§ DATASET RECORDS
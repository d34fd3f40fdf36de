//! HTTP request handlers for API endpoints.
//!
//! Each handler module corresponds to a logical grouping of endpoints.

pub mod categories;
pub mod health;
pub mod posts;
pub mod session;
pub mod tags;

pub use categories::{create_category_handler, list_categories_handler};
pub use health::health_handler;
pub use posts::{create_post_handler, list_posts_handler};
pub use session::{current_session_handler, sign_out_handler};
pub use tags::{create_tag_handler, list_tags_handler};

§ YOUR OBJECTIVE
What is needed is an exact copy of the lines from the one containing "pub mod tags;" through the final line of the data, both included, and nothing more.

§ RESULT OF THE EXERCISE
pub mod tags;

pub use categories::{create_category_handler, list_categories_handler};
pub use health::health_handler;
pub use posts::{create_post_handler, list_posts_handler};
pub use session::{current_session_handler, sign_out_handler};
pub use tags::{create_tag_handler, list_tags_handler};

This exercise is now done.